蜥蜴は、頭の先から後肢の付け根までが8m程度で、尻尾が同じ位長い。
改めて見ると鼻先から首の付け根あたりは青光りしていて胴体と尻尾はくすんだ青色で四肢の先には鋭く長い爪が有り、口には鋭い歯が乱立して一対の鋭い牙も生えている。
出会った時には思わずジャンプして、木の上に逃げたものだ。
魔石が欲しいので、サランと二人で木の上からライトソードの串刺し攻撃で倒したけど。
〈凄いわねぇ〉
〈良くこんなのと闘えるわねぇ〉
〈プラチナ、ミスリルランカーがパーティー組んで討伐する奴だぜ〉
〈こんなに森の浅い所に居たなんてなぁ〉
「此処から5日くらいの所の崖下に居たんだよ」
レッドビーの巣を追ってジャンプを繰り返していたら、谷底に降りて行くから付いて行って出会ったんだよね。

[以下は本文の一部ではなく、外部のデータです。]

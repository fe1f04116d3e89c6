use super::*;
use ndarray::Array2;

/// Seeded generator that places the requested number of mines at uniformly
/// random distinct cells.
#[derive(Copy, Clone, Debug, PartialEq)]
pub struct RandomGridGenerator {
    seed: u64,
}

impl RandomGridGenerator {
    pub fn new(seed: u64) -> Self {
        Self { seed }
    }
}

impl GridGenerator for RandomGridGenerator {
    fn generate(self, spec: BoardSpec) -> MineGrid {
        use rand::prelude::*;

        let total_cells = spec.total_cells();

        // full (or over-full) boards need no sampling
        if spec.mines >= total_cells {
            if spec.mines > total_cells {
                log::warn!(
                    "Board already full, requested {} mines but only {} cells",
                    spec.mines,
                    total_cells
                );
            }
            return MineGrid::from_mine_mask(Array2::from_elem(spec.size.to_grid_index(), true));
        }

        let mut rng = SmallRng::seed_from_u64(self.seed);
        let picks =
            rand::seq::index::sample(&mut rng, total_cells as usize, spec.mines as usize);

        let mut mine_mask: Array2<bool> = Array2::default(spec.size.to_grid_index());
        {
            let cells = mine_mask.as_slice_mut().expect("layout should be standard");
            for pick in picks {
                cells[pick] = true;
            }
        }

        MineGrid::from_mine_mask(mine_mask)
    }
}

#[cfg(test)]
mod tests {
    use super::*;

    #[test]
    fn places_exactly_the_requested_mine_count() {
        for level in Level::ALL {
            let spec = level.board_spec();
            let grid = RandomGridGenerator::new(42).generate(spec);
            assert_eq!(grid.mine_count(), spec.mines);
            assert_eq!(grid.size(), spec.size);
        }
    }

    #[test]
    fn same_seed_gives_same_board() {
        let spec = Level::Medium.board_spec();
        let a = RandomGridGenerator::new(7).generate(spec);
        let b = RandomGridGenerator::new(7).generate(spec);
        assert_eq!(a, b);
    }

    #[test]
    fn different_seeds_give_different_boards() {
        let spec = Level::Hard.board_spec();
        let a = RandomGridGenerator::new(1).generate(spec);
        let b = RandomGridGenerator::new(2).generate(spec);
        assert_ne!(a, b);
    }

    #[test]
    fn full_board_is_all_mines() {
        let spec = BoardSpec::new_unchecked((3, 3), 9);
        let grid = RandomGridGenerator::new(0).generate(spec);
        assert_eq!(grid.mine_count(), 9);
    }
}
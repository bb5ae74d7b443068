// SPDX-License-Identifier: Apache-2.0
// © James Ross Ω FLYING•ROBOTS <https://github.com/flyingrobots>
//! Operators attached to derived layers.
//!
//! An [`Operator`] is a value: it carries its configuration and the handles of
//! any extra layers it reads, never cached results. Evaluation pulls the
//! content of those layers through the [`Engine`], aligns CRSs and hands the
//! geometry work to the engine's [`SpatialKernel`](crate::SpatialKernel).

pub(crate) mod discretize;
pub(crate) mod join;
pub(crate) mod overlay;
pub(crate) mod tesselate;

use std::fmt;
use std::rc::Rc;

use smm_table::Table;
use tracing::debug;

use crate::grid::GridSpec;
use crate::{Engine, GraphError, LayerRef};

/// Column names written by the operators.
pub mod columns {
    pub use super::discretize::{INTERSECT_AREA, MASK_FID, SCALE, SOURCE_FID};
    pub use super::tesselate::{FEATURE_ID, REGION_ID};
}

/// Transformation applied by a derived layer to its origin.
#[derive(Clone)]
pub enum Operator {
    /// Redistribute the origin's numeric attributes onto the mask's features,
    /// weighted by intersection area.
    Discretize {
        /// Layer whose features receive the redistributed values.
        mask: LayerRef,
        /// Discount source features by their coverage of the mask's convex hull.
        hull_clip: bool,
    },
    /// Cut the origin along a regular grid.
    Tesselate(GridSpec),
    /// Spatially join the origin against a second layer.
    Join {
        /// Layer joined against the origin.
        join: LayerRef,
    },
}

impl Operator {
    /// Discretize onto `mask`, with hull clipping.
    ///
    /// Numeric attributes, integer ids included, are scaled and become floats.
    pub fn discretize(mask: &LayerRef) -> Self {
        Self::Discretize {
            mask: Rc::clone(mask),
            hull_clip: true,
        }
    }

    /// Tesselate along `grid` (`h3` or `s2`) at `resolution`.
    ///
    /// Fails with [`GraphError::UnsupportedValue`] before anything is computed.
    pub fn tesselate(grid: &str, resolution: u32) -> Result<Self, GraphError> {
        Ok(Self::Tesselate(GridSpec::parse(grid, resolution)?))
    }

    /// Join against `layer`.
    pub fn join(layer: &LayerRef) -> Self {
        Self::Join {
            join: Rc::clone(layer),
        }
    }

    /// Builder-style toggle for discretize hull clipping; other operators are unchanged.
    pub fn with_hull_clip(mut self, enabled: bool) -> Self {
        if let Self::Discretize { hull_clip, .. } = &mut self {
            *hull_clip = enabled;
        }
        self
    }

    /// Lower-case operator name as written in graph documents.
    pub fn kind(&self) -> &'static str {
        match self {
            Self::Discretize { .. } => "discretize",
            Self::Tesselate(_) => "tesselate",
            Self::Join { .. } => "join",
        }
    }

    /// The second layer the operator reads, if any.
    pub fn dependency(&self) -> Option<&LayerRef> {
        match self {
            Self::Discretize { mask, .. } => Some(mask),
            Self::Join { join } => Some(join),
            Self::Tesselate(_) => None,
        }
    }

    pub(crate) fn apply(&self, origin: &Table, engine: &Engine) -> Result<Table, GraphError> {
        let scratch = engine.scratch();
        match self {
            Self::Discretize { mask, hull_clip } => {
                let mask = mask.content(engine)?;
                let (source, mask) = engine.align(origin, &mask)?;
                debug!(rows = source.len(), mask_rows = mask.len(), hull_clip, "discretize");
                engine
                    .kernel()
                    .discretize(&source, &mask, *hull_clip, &scratch)
            }
            Self::Tesselate(grid) => {
                debug!(rows = origin.len(), grid = %grid.system(), resolution = grid.resolution(), "tesselate");
                engine.kernel().tesselate(origin, *grid, &scratch)
            }
            Self::Join { join } => {
                let other = join.content(engine)?;
                let (base, other) = engine.align(origin, &other)?;
                debug!(rows = base.len(), join_rows = other.len(), "join");
                engine.kernel().join(&base, &other, &scratch)
            }
        }
    }
}

impl PartialEq for Operator {
    fn eq(&self, other: &Self) -> bool {
        match (self, other) {
            (
                Self::Discretize { mask, hull_clip },
                Self::Discretize {
                    mask: other_mask,
                    hull_clip: other_clip,
                },
            ) => Rc::ptr_eq(mask, other_mask) && hull_clip == other_clip,
            (Self::Tesselate(a), Self::Tesselate(b)) => a == b,
            (Self::Join { join }, Self::Join { join: other_join }) => Rc::ptr_eq(join, other_join),
            _ => false,
        }
    }
}

impl fmt::Debug for Operator {
    fn fmt(&self, f: &mut fmt::Formatter<'_>) -> fmt::Result {
        match self {
            Self::Discretize { mask, hull_clip } => f
                .debug_struct("Discretize")
                .field("mask", &mask.name())
                .field("hull_clip", hull_clip)
                .finish(),
            Self::Tesselate(grid) => f.debug_tuple("Tesselate").field(grid).finish(),
            Self::Join { join } => f.debug_struct("Join").field("join", &join.name()).finish(),
        }
    }
}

場所を聞かれても困るので、稼ぎの元を話さないと言って押し通すつもりだ。
ゴールデンベアも体長4m以上、象さんみたいに大きな胴体に金色に輝く毛がふさふさしている。
こんな化け物相手に闘おうなんて、冒険者って命知らずの無頼漢が多いのも納得だわ。
* * * * * * *
何時もの一悶着の前に受付カウンターに向かい、前回散々喚き散らしたおっさんに静かにギルマスのボルゾンを呼べ、騒ぐならレッドビーの蜜をギルドに卸さないからなと告げる。

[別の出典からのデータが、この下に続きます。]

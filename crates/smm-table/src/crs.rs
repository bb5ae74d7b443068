// SPDX-License-Identifier: Apache-2.0
// © James Ross Ω FLYING•ROBOTS <https://github.com/flyingrobots>
//! Coordinate reference systems and reprojection.
//!
//! A [`Crs`] is just an EPSG code. Definitions come from the EPSG registry
//! bundled by `crs-definitions`; the math is done by `proj4rs`. Geographic
//! systems are expressed in degrees, `(lon, lat)` order.

use std::fmt;
use std::str::FromStr;

use geo::{Coord, Geometry, MapCoords};
use proj4rs::Proj;
use serde::{Deserialize, Serialize};
use thiserror::Error;

/// Latitude bound of the Web-Mercator square.
const MERCATOR_MAX_LAT: f64 = 85.051_128_779_806_59;

const WGS84_DEF: &str = "+proj=longlat +datum=WGS84 +no_defs";
const WEB_MERCATOR_DEF: &str =
    "+proj=merc +a=6378137 +b=6378137 +lat_ts=0 +lon_0=0 +x_0=0 +y_0=0 +k=1 +units=m +no_defs";

/// Errors from parsing or transforming CRS values.
#[derive(Debug, Clone, PartialEq, Eq, Error)]
pub enum CrsError {
    /// The text is not an `EPSG:<code>` identifier.
    #[error("invalid crs identifier: {0}")]
    Invalid(String),
    /// The EPSG registry has no definition for the code.
    #[error("unknown crs: {0}")]
    UnknownCode(Crs),
    /// The projection library rejected the definition or a coordinate.
    #[error("cannot transform from {from} to {to}: {message}")]
    Projection {
        /// Source system.
        from: Crs,
        /// Target system.
        to: Crs,
        /// Message from the projection library.
        message: String,
    },
}

/// An EPSG-coded coordinate reference system.
///
/// Serialized as `"EPSG:<code>"`.
#[derive(Debug, Clone, Copy, PartialEq, Eq, PartialOrd, Ord, Hash, Serialize, Deserialize)]
#[serde(try_from = "String", into = "String")]
pub struct Crs(u32);

impl Crs {
    /// WGS84 geographic coordinates (lon/lat degrees).
    pub const WGS84: Crs = Crs(4326);
    /// Spherical (Web) Mercator, metres.
    pub const WEB_MERCATOR: Crs = Crs(3857);

    /// Create from a raw EPSG code.
    pub const fn epsg(code: u32) -> Self {
        Self(code)
    }

    /// The EPSG code.
    pub const fn code(self) -> u32 {
        self.0
    }

    /// PROJ.4 definition of the system.
    pub fn proj4(self) -> Result<&'static str, CrsError> {
        match self {
            Self::WGS84 => Ok(WGS84_DEF),
            Self::WEB_MERCATOR => Ok(WEB_MERCATOR_DEF),
            _ => u16::try_from(self.0)
                .ok()
                .and_then(crs_definitions::from_code)
                .map(|def| def.proj4)
                .ok_or(CrsError::UnknownCode(self)),
        }
    }

    /// Returns `true` for lon/lat systems (units are degrees). Unknown codes
    /// are not geographic.
    pub fn is_geographic(self) -> bool {
        self.proj4().is_ok_and(|def| def.contains("+proj=longlat"))
    }
}

impl fmt::Display for Crs {
    fn fmt(&self, f: &mut fmt::Formatter<'_>) -> fmt::Result {
        write!(f, "EPSG:{}", self.0)
    }
}

impl FromStr for Crs {
    type Err = CrsError;

    /// Accepts `EPSG:3857`, `epsg:3857`, `3857` and OGC URNs such as
    /// `urn:ogc:def:crs:EPSG::3857`.
    fn from_str(s: &str) -> Result<Self, Self::Err> {
        let trimmed = s.trim();
        if trimmed.eq_ignore_ascii_case("urn:ogc:def:crs:OGC:1.3:CRS84") {
            return Ok(Self::WGS84);
        }
        let upper = trimmed.to_ascii_uppercase();
        let code = if upper.contains("EPSG") {
            upper.rsplit(':').next().unwrap_or_default()
        } else {
            upper.as_str()
        };
        code.parse::<u32>()
            .map(Crs)
            .map_err(|_| CrsError::Invalid(s.to_string()))
    }
}

impl TryFrom<String> for Crs {
    type Error = CrsError;

    fn try_from(value: String) -> Result<Self, Self::Error> {
        value.parse()
    }
}

impl From<Crs> for String {
    fn from(crs: Crs) -> Self {
        crs.to_string()
    }
}

/// A prepared transform between two systems.
pub struct Reprojection {
    from: Crs,
    to: Crs,
    src: Proj,
    dst: Proj,
    src_latlong: bool,
    dst_latlong: bool,
    clamp_lat: bool,
}

impl fmt::Debug for Reprojection {
    fn fmt(&self, f: &mut fmt::Formatter<'_>) -> fmt::Result {
        f.debug_struct("Reprojection")
            .field("from", &self.from)
            .field("to", &self.to)
            .finish_non_exhaustive()
    }
}

impl Reprojection {
    /// Look up both definitions and prepare the transform.
    pub fn new(from: Crs, to: Crs) -> Result<Self, CrsError> {
        let (src_def, dst_def) = (from.proj4()?, to.proj4()?);
        let build = |def: &str| {
            Proj::from_proj_string(def).map_err(|e| CrsError::Projection {
                from,
                to,
                message: e.to_string(),
            })
        };
        let src_latlong = src_def.contains("+proj=longlat");
        Ok(Self {
            from,
            to,
            src: build(src_def)?,
            dst: build(dst_def)?,
            src_latlong,
            dst_latlong: dst_def.contains("+proj=longlat"),
            clamp_lat: src_latlong && dst_def.contains("+proj=merc"),
        })
    }

    /// Transform every coordinate of `geometry`.
    pub fn apply(&self, geometry: &Geometry<f64>) -> Result<Geometry<f64>, CrsError> {
        if self.from == self.to {
            return Ok(geometry.clone());
        }
        geometry.try_map_coords(|c| self.coord(c))
    }

    fn coord(&self, c: Coord<f64>) -> Result<Coord<f64>, CrsError> {
        let mut point = if self.src_latlong {
            let lat = if self.clamp_lat {
                c.y.clamp(-MERCATOR_MAX_LAT, MERCATOR_MAX_LAT)
            } else {
                c.y
            };
            (c.x.to_radians(), lat.to_radians(), 0.0)
        } else {
            (c.x, c.y, 0.0)
        };
        proj4rs::transform::transform(&self.src, &self.dst, &mut point).map_err(|e| {
            CrsError::Projection {
                from: self.from,
                to: self.to,
                message: e.to_string(),
            }
        })?;
        Ok(if self.dst_latlong {
            Coord {
                x: point.0.to_degrees(),
                y: point.1.to_degrees(),
            }
        } else {
            Coord {
                x: point.0,
                y: point.1,
            }
        })
    }
}

/// Transform `geometry` from `from` to `to`.
pub fn transform(geometry: &Geometry<f64>, from: Crs, to: Crs) -> Result<Geometry<f64>, CrsError> {
    if from == to {
        return Ok(geometry.clone());
    }
    Reprojection::new(from, to)?.apply(geometry)
}
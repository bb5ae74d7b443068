// SPDX-License-Identifier: Apache-2.0
// © James Ross Ω FLYING•ROBOTS <https://github.com/flyingrobots>

#![allow(missing_docs)]
#![allow(clippy::unwrap_used)]

use std::collections::BTreeMap;

use geo::Rect;
use proptest::prelude::*;
use smm_core::operator::columns::{SCALE, SOURCE_FID};
use smm_core::{Layer, Operator};
use smm_dry_tests::{grid_mask, rect, EngineTestBuilder};
use smm_table::{Crs, Feature, Table};

proptest! {
    #![proptest_config(ProptestConfig::with_cases(64))]

    #[test]
    fn scales_sum_to_one_when_the_mask_partitions_the_source(
        cols in 1usize..5,
        rows in 1usize..5,
        x0 in -100.0f64..100.0,
        y0 in -40.0f64..40.0,
        width in 1.0f64..40.0,
        height in 1.0f64..40.0,
        split in 0.1f64..0.9,
        pop_west in 0.0f64..1.0e6,
        pop_east in 0.0f64..1.0e6,
    ) {
        let engine = EngineTestBuilder::new().build().unwrap();
        let west = width * split;
        let source = Table::from_features(
            Some(Crs::WGS84),
            vec![
                Feature::new(rect(x0, y0, west, height)).with_attribute("pop", pop_west),
                Feature::new(rect(x0 + west, y0, width - west, height)).with_attribute("pop", pop_east),
            ],
        );
        let extent = Rect::new((x0, y0), (x0 + width, y0 + height));
        let source = Layer::from_table("source", source).into_ref();
        let mask = Layer::from_table("mask", grid_mask(extent, cols, rows)).into_ref();
        let weighted = Layer::derived(
            "weighted",
            &source,
            Operator::discretize(&mask).with_hull_clip(false),
        )
        .into_ref();

        let out = weighted.content(&engine).unwrap();
        let mut per_source: BTreeMap<u64, f64> = BTreeMap::new();
        let mut pop = 0.0;
        for row in out.iter() {
            let fid = row.attribute(SOURCE_FID).and_then(|v| v.as_u64()).unwrap();
            let scale = row.attribute(SCALE).and_then(|v| v.as_f64()).unwrap();
            prop_assert!(scale > 0.0 && scale <= 1.0);
            *per_source.entry(fid).or_default() += scale;
            pop += row.attribute("pop").and_then(|v| v.as_f64()).unwrap();
        }
        prop_assert_eq!(per_source.len(), 2);
        for total in per_source.values() {
            prop_assert!((total - 1.0).abs() < 1e-9);
        }
        let expected = pop_west + pop_east;
        prop_assert!((pop - expected).abs() <= 1e-9 * expected.max(1.0));
    }
}

#[test]
fn hull_clip_is_on_by_default() {
    let mask = Layer::from_table("mask", Table::empty()).into_ref();
    let Operator::Discretize { hull_clip, .. } = Operator::discretize(&mask) else {
        unreachable!("discretize constructor");
    };
    assert!(hull_clip);
}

俺達の後ろには雷鳴の牙6人が立っていて、クスクスと笑っている。
俺がレッドビーの蜜を求めて案内人を募集したのを知っているので、俺と後ろの雷鳴の牙を交互に見て頷き、カウンターから離れて奥へすっ飛んでいく。
暫くするとドヤドヤと足音荒くギルマスがやって来る。
「おう、蜜は取れたか!」
「ギルマス、煩いんだけど。ギルド中に聞こえるように騒ぎ立てるのなら渡さないよ。良くそれでギルマスなんてやっていられるな、新人冒険者を潰すのがギルドの仕事か?」
俺に突っ込まれてギルマスの顔色が変わるが、手前の都合だけで冒険者の事は知った事じゃないって言うのなら、蜜の一滴も渡すつもりは無い。
元々自家消費のために森の奥へ行ってきたのだから。
「俺の言っている事が可笑しいか? 何処のギルドでも、冒険者の獲物や稼ぎの額を大声で喚き散らす所などないぞ。気に入らない様だから、王都の冒険者ギルドには渡さない」
後ろに居る雷鳴の牙を誘って食堂に行き、エールを飲みながら狩った獲物の分け前について交渉する。
「聞いたとおりだ、此処のギルドには獲物一匹渡す気が無くなった。悪いけど約束の獲物の分け前代わりに、一人金貨三枚で勘弁してくれ」
「そんなに貰う謂れは無いと思うぞ。それにアラドの言うとおり、此処の職員達は何でも大声で喚くから、被害を被った奴は山ほどいるしな」
「俺が狩った獲物の口止め料も含めてだよ、永遠に黙ってろなんて言わないよ、10日も黙っていてくれたら良いよ。それで良いなら依頼書にサインするよ。金はギルドの口座に振り込んだ方が良いだろう」
「ああ、そうしてくれると助かるよ。見ろよ、ギルマスの声が聞こえていたんだろう、目の色が変わっている奴もいるぞ」
ブリムスがそう言いながら食堂を見回すと、目をそらす奴がちらほら見受けられる。
まぁ、何処のギルドにも居る奴等を気に掛けるのは面倒なので、気にしない事にする。
揃って受付カウンターに行き、依頼書にサインをしてブリムスに渡し、受付カウンターの男に雷鳴の牙の口座にと言って金貨18枚を渡す。
彼等と別れてギルドを出ようとするとギルマスに呼び止められたが、何も売る物は無いと言ってさっさとギルドを後にする。